La domanda gira da settimane tra i gruppi dirigenti della Cgil, nelle sue categorie, nelle Camere del lavoro: è legittimo manifestare insieme ai truci Cobas? In altre parole: è più importante il contenuto delle mobilitazioni civili o lo schieramento che le agisce? Una settimana fa il direttivo nazionale Cgil ha ribadito la sua critica alla Fiom per aver partecipato attivamente alla manifestazione contro la precarietà del 4 novembre insieme ai Cobas, che avevano definito il ministro del lavoro un «amico dei padroni». La stessa critica, sia pure con toni più dialoganti, è stata ribadita da Guglielmo Epifani al comitato centrale della Fiom: al voto, la linea dell’autonomia è stata confermata dai metalmeccanici e non è stato accettato un emendamento che impegnava l’organizzazione a non scendere più in piazza con i Cobas. C’è chi pensa che il problema delle alleanze nella Cgil e in alcuni settori del movimento si ponga con più preoccupazione dal 10 aprile di quest’anno, quando il centrosinistra ha vinto le elezioni aprendo la strada al secondo governo Prodi. E’ sicuramente una malignità gratuita. Volete la prova? La prova viene da Vicenza, dove il 2 dicembre un ampio schieramento di forze manifesterà contro la costruzione di una nuova grande base militare americana. Alla mobilitazione, per fortuna, parteciperanno movimenti e associazioni vicentine e venete, le varie anime dell’arcobaleno pacifista a partire dalla Tavola della pace, gruppi cattolici come Beati i costruttori di pace, nodi della Rete Lilliput, Social forum territoriali, l’Arci, Attac , i Cobas, centri sociali, Legambiente, i partiti della sinistra radicale e dirigenti e parlamentari Ds,
la Cgil di Vicenza e del Veneto, l’Unione degli studenti, le Donne in nero e gli Amici di Beppe Grillo, gruppi anarchici e chi più ne ha più ne metta.

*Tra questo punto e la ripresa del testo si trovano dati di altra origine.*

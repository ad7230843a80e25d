//! PHAM scoring: Popularity, Hotness, Activity, Maturity.
//!
//! Pure arithmetic over a merged view of API metadata and scraped counters.
//! Scores are unbounded integers tuned for relative ranking, not calibrated
//! probabilities. The calibration constants are frozen; tests pin them.

pub mod highlight;

pub use highlight::{select_highlight, Highlight, HighlightKind, MaturityComponent};

use serde::Serialize;

pub const POP_STAR_REF: f64 = 50_000.0;
pub const POP_SUB_REF: f64 = 5_000.0;
pub const POP_FORK_REF: f64 = 10_000.0;
pub const HOT_RECENT_WEEKS: f64 = 4.0;
pub const HOT_HALF_LIFE: f64 = 4.0;
pub const HOT_DECAY_WEEKS: f64 = 250.0;
pub const HOT_YOUTH_RAMP: f64 = 26.0;
pub const HOT_YOUTH_FLOOR: f64 = 0.35;
pub const HOT_POP_SCALE: f64 = 400.0;
pub const HOT_STAR_THRESH: i64 = 400;
pub const ACT_ANNUAL_REF: f64 = 1_200.0;
pub const MAT_COMMITS_REF: f64 = 5_000.0;
pub const MAT_RELEASES_REF: f64 = 100.0;
pub const MAT_CONTRIB_REF: f64 = 200.0;
pub const MAT_AGE_REF_WEEKS: f64 = 208.0;
pub const MAT_SIZE_REF: f64 = 500.0;

/// Everything the engine needs, already merged and time-derived.
#[derive(Debug, Clone, Default, PartialEq)]
pub struct ScoreInputs {
    pub stargazers: i64,
    pub subscribers: i64,
    pub forks: i64,
    /// Repository size in megabytes (`api.size / 1000`).
    pub size_mb: f64,
    pub age_weeks: f64,
    pub weeks_since_push: f64,
    /// Weekly commit counts, oldest first, up to 52 entries.
    pub participation_all: Vec<i64>,
    pub commits: i64,
    pub releases: i64,
    pub contributors: i64,
}

impl ScoreInputs {
    /// Commits in the last four full weeks.
    pub fn recent_commits(&self) -> i64 {
        let len = self.participation_all.len();
        let start = len.saturating_sub(HOT_RECENT_WEEKS as usize);
        self.participation_all[start..].iter().sum()
    }

    /// Commits over the whole participation window.
    pub fn annual_commits(&self) -> i64 {
        self.participation_all.iter().sum()
    }

    /// Weeks with at least one commit.
    pub fn active_weeks(&self) -> i64 {
        self.participation_all.iter().filter(|&&w| w > 0).count() as i64
    }

    /// Recent commit pace relative to the yearly average.
    pub fn commit_ratio(&self) -> f64 {
        let annual = self.annual_commits();
        let avg_weekly = if annual == 0 {
            0.0
        } else {
            annual as f64 / 52.0
        };
        let baseline = (avg_weekly * HOT_RECENT_WEEKS).max(1.0);
        self.recent_commits() as f64 / baseline
    }
}

/// The four scores. The average deliberately excludes hotness.
#[derive(Debug, Clone, Copy, PartialEq, Eq, Serialize)]
pub struct Scores {
    pub p: i64,
    pub h: i64,
    pub a: i64,
    pub m: i64,
}

impl Scores {
    pub fn average(&self) -> i64 {
        ((self.p + self.a + self.m) as f64 / 3.0).round() as i64
    }
}

/// `log(1+v) / log(1+ref)`, or `log(1+v)` when the reference is degenerate.
pub fn log_norm(value: f64, reference: f64) -> f64 {
    if value <= 0.0 {
        return 0.0;
    }
    if reference <= 0.0 {
        return (1.0 + value).ln();
    }
    (1.0 + value).ln() / (1.0 + reference).ln()
}

pub fn lin_norm(value: f64, reference: f64) -> f64 {
    if value <= 0.0 {
        return 0.0;
    }
    value / reference.max(f64::EPSILON)
}

pub fn pow_norm(value: f64, reference: f64, exponent: f64, cap: Option<f64>) -> f64 {
    if value <= 0.0 {
        return 0.0;
    }
    let mut base = value / reference.max(1.0);
    if let Some(cap) = cap {
        base = base.min(cap);
    }
    base.powf(exponent)
}

/// Sublinear below the size reference, saturated at 1 above it.
pub fn size_norm(size_mb: f64) -> f64 {
    if size_mb <= 0.0 {
        return 0.0;
    }
    if size_mb <= MAT_SIZE_REF {
        (size_mb / MAT_SIZE_REF).powf(0.7)
    } else {
        1.0
    }
}

pub fn popularity(inputs: &ScoreInputs) -> f64 {
    100.0
        * (6.0 * log_norm(inputs.stargazers as f64, POP_STAR_REF)
            + 2.0 * log_norm(inputs.subscribers as f64, POP_SUB_REF)
            + 2.0 * log_norm(inputs.forks as f64, POP_FORK_REF))
}

pub fn hotness(inputs: &ScoreInputs) -> f64 {
    let recency = 0.5_f64.powf(inputs.weeks_since_push / HOT_HALF_LIFE);
    let pop_momentum = (popularity(inputs) / HOT_POP_SCALE.max(1.0)).min(1.0);

    let ratio = inputs.commit_ratio();
    let momentum = if ratio > 0.0 { (1.0 + ratio).ln() } else { 0.0 };

    let age_penalty = 1.0 / (1.0 + inputs.age_weeks / HOT_DECAY_WEEKS);

    // Young repos spike on any commit burst; damp until the ramp is climbed.
    let youth_damping = if inputs.age_weeks <= 0.0 {
        HOT_YOUTH_FLOOR
    } else {
        (inputs.age_weeks / HOT_YOUTH_RAMP.max(1.0)).clamp(HOT_YOUTH_FLOOR, 1.0)
    };

    100.0 * (1.5 * recency + 1.5 * momentum + 7.0 * pop_momentum) * age_penalty * youth_damping
}

pub fn activity(inputs: &ScoreInputs) -> f64 {
    100.0
        * (6.5 * pow_norm(inputs.annual_commits() as f64, ACT_ANNUAL_REF, 0.6, None)
            + 3.5 * lin_norm(inputs.active_weeks() as f64, 52.0))
}

pub fn maturity(inputs: &ScoreInputs) -> f64 {
    100.0
        * (3.5 * pow_norm(inputs.commits as f64, MAT_COMMITS_REF, 1.2, Some(3.5))
            + 2.5 * pow_norm(inputs.contributors as f64, MAT_CONTRIB_REF, 1.15, Some(3.0))
            + 2.0 * pow_norm(inputs.releases as f64, MAT_RELEASES_REF, 1.1, Some(3.0))
            + 1.5 * log_norm(inputs.age_weeks, MAT_AGE_REF_WEEKS)
            + 0.5 * size_norm(inputs.size_mb))
}

/// Compute all four scores.
pub fn score(inputs: &ScoreInputs) -> Scores {
    Scores {
        p: popularity(inputs).round() as i64,
        h: hotness(inputs).round() as i64,
        a: activity(inputs).round() as i64,
        m: maturity(inputs).round() as i64,
    }
}

#[cfg(test)]
mod tests {
    use super::*;

    fn reference_inputs() -> ScoreInputs {
        // Every component sits exactly at its reference.
        ScoreInputs {
            stargazers: 50_000,
            subscribers: 5_000,
            forks: 10_000,
            size_mb: 500.0,
            age_weeks: 208.0,
            weeks_since_push: 0.0,
            participation_all: vec![1_200 / 52; 52],
            commits: 5_000,
            releases: 100,
            contributors: 200,
        }
    }

    #[test]
    fn test_calibration_constants_are_frozen() {
        assert_eq!(POP_STAR_REF, 50_000.0);
        assert_eq!(POP_SUB_REF, 5_000.0);
        assert_eq!(POP_FORK_REF, 10_000.0);
        assert_eq!(HOT_RECENT_WEEKS, 4.0);
        assert_eq!(HOT_HALF_LIFE, 4.0);
        assert_eq!(HOT_DECAY_WEEKS, 250.0);
        assert_eq!(HOT_YOUTH_RAMP, 26.0);
        assert_eq!(HOT_YOUTH_FLOOR, 0.35);
        assert_eq!(HOT_POP_SCALE, 400.0);
        assert_eq!(HOT_STAR_THRESH, 400);
        assert_eq!(ACT_ANNUAL_REF, 1_200.0);
        assert_eq!(MAT_COMMITS_REF, 5_000.0);
        assert_eq!(MAT_RELEASES_REF, 100.0);
        assert_eq!(MAT_CONTRIB_REF, 200.0);
        assert_eq!(MAT_AGE_REF_WEEKS, 208.0);
        assert_eq!(MAT_SIZE_REF, 500.0);
    }

    #[test]
    fn test_normalizers_zero_on_nonpositive_input() {
        assert_eq!(log_norm(0.0, 100.0), 0.0);
        assert_eq!(log_norm(-5.0, 100.0), 0.0);
        assert_eq!(lin_norm(0.0, 100.0), 0.0);
        assert_eq!(pow_norm(0.0, 100.0, 1.2, None), 0.0);
        assert_eq!(size_norm(0.0), 0.0);
    }

    #[test]
    fn test_normalizers_hit_one_at_reference() {
        assert!((log_norm(100.0, 100.0) - 1.0).abs() < 1e-12);
        assert!((lin_norm(52.0, 52.0) - 1.0).abs() < 1e-12);
        assert!((pow_norm(1_200.0, 1_200.0, 0.6, None) - 1.0).abs() < 1e-12);
        assert!((size_norm(500.0) - 1.0).abs() < 1e-12);
    }

    #[test]
    fn test_pow_norm_cap() {
        // 10x the reference with cap 3.0 and exponent 1.0 saturates at 3.0.
        assert!((pow_norm(1_000.0, 100.0, 1.0, Some(3.0)) - 3.0).abs() < 1e-12);
    }

    #[test]
    fn test_size_norm_saturates() {
        assert_eq!(size_norm(500.1), 1.0);
        assert_eq!(size_norm(10_000.0), 1.0);
    }

    #[test]
    fn test_reference_scores_scenario() {
        // 52 x (1200/52 = 23) sums to 1196, shy of the 1200 reference; bump
        // four weeks to 24 so the series is exact and all 52 weeks active.
        let mut inputs = reference_inputs();
        let mut series = vec![23_i64; 52];
        for slot in series.iter_mut().take(4) {
            *slot = 24;
        }
        inputs.participation_all = series;

        assert_eq!(inputs.annual_commits(), 1_200);
        assert_eq!(inputs.active_weeks(), 52);

        let p = popularity(&inputs);
        let a = activity(&inputs);
        let m = maturity(&inputs);
        assert!((p - 1_000.0).abs() < 1e-9, "popularity was {p}");
        assert!((a - 1_000.0).abs() < 1e-9, "activity was {a}");
        assert!((m - 1_000.0).abs() < 1e-9, "maturity was {m}");

        // Hotness: positive, pop_momentum saturated at 1, damped by age.
        let h = hotness(&inputs);
        assert!(h > 0.0);
        let age_penalty = 1.0 / (1.0 + 208.0 / 250.0);
        assert!(h < 1_000.0 * age_penalty);
    }

    #[test]
    fn test_youth_damping_floor() {
        let mut inputs = reference_inputs();
        inputs.age_weeks = 0.5;

        // Reconstruct hotness without damping and compare exactly.
        let recency = 0.5_f64.powf(inputs.weeks_since_push / HOT_HALF_LIFE);
        let pop_momentum = (popularity(&inputs) / HOT_POP_SCALE).min(1.0);
        let ratio = inputs.commit_ratio();
        let momentum = if ratio > 0.0 { (1.0 + ratio).ln() } else { 0.0 };
        let age_penalty = 1.0 / (1.0 + inputs.age_weeks / HOT_DECAY_WEEKS);
        let undamped =
            100.0 * (1.5 * recency + 1.5 * momentum + 7.0 * pop_momentum) * age_penalty;

        assert!((hotness(&inputs) - undamped * 0.35).abs() < 1e-9);
    }

    #[test]
    fn test_zero_stars_does_not_poison_popularity() {
        let inputs = ScoreInputs {
            subscribers: 5_000,
            forks: 10_000,
            ..Default::default()
        };
        let p = popularity(&inputs);
        assert!(p.is_finite());
        assert!((p - 400.0).abs() < 1e-9);
    }

    #[test]
    fn test_scores_average_excludes_hotness() {
        let scores = Scores {
            p: 900,
            h: 12_345,
            a: 600,
            m: 300,
        };
        assert_eq!(scores.average(), 600);
    }

    #[test]
    fn test_scoring_is_deterministic() {
        let inputs = reference_inputs();
        assert_eq!(score(&inputs), score(&inputs));
    }

    #[test]
    fn test_derived_series_helpers() {
        let inputs = ScoreInputs {
            participation_all: vec![0, 5, 0, 1, 2, 3, 4],
            ..Default::default()
        };
        assert_eq!(inputs.recent_commits(), 10);
        assert_eq!(inputs.annual_commits(), 15);
        assert_eq!(inputs.active_weeks(), 5);
    }

    #[test]
    fn test_short_participation_series() {
        let inputs = ScoreInputs {
            participation_all: vec![7, 2],
            ..Default::default()
        };
        assert_eq!(inputs.recent_commits(), 9);
        assert_eq!(inputs.annual_commits(), 9);
    }
}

Dunque, nessun problema a manifestare insieme ai malfamati Cobas, come del resto succedeva nella fase che va da dopo il G8 di Genova al 10 aprile. Probabilmente l’avversione della segreteria Cgil alla manifestazione del 4 novembre è solo un incidente di percorso. O forse dovremmo pensare che contro le basi americane si può lottare tutti insieme, mentre invece contro la precarietà nel lavoro bisogna fare il controllo accurato dei partecipanti ai cortei?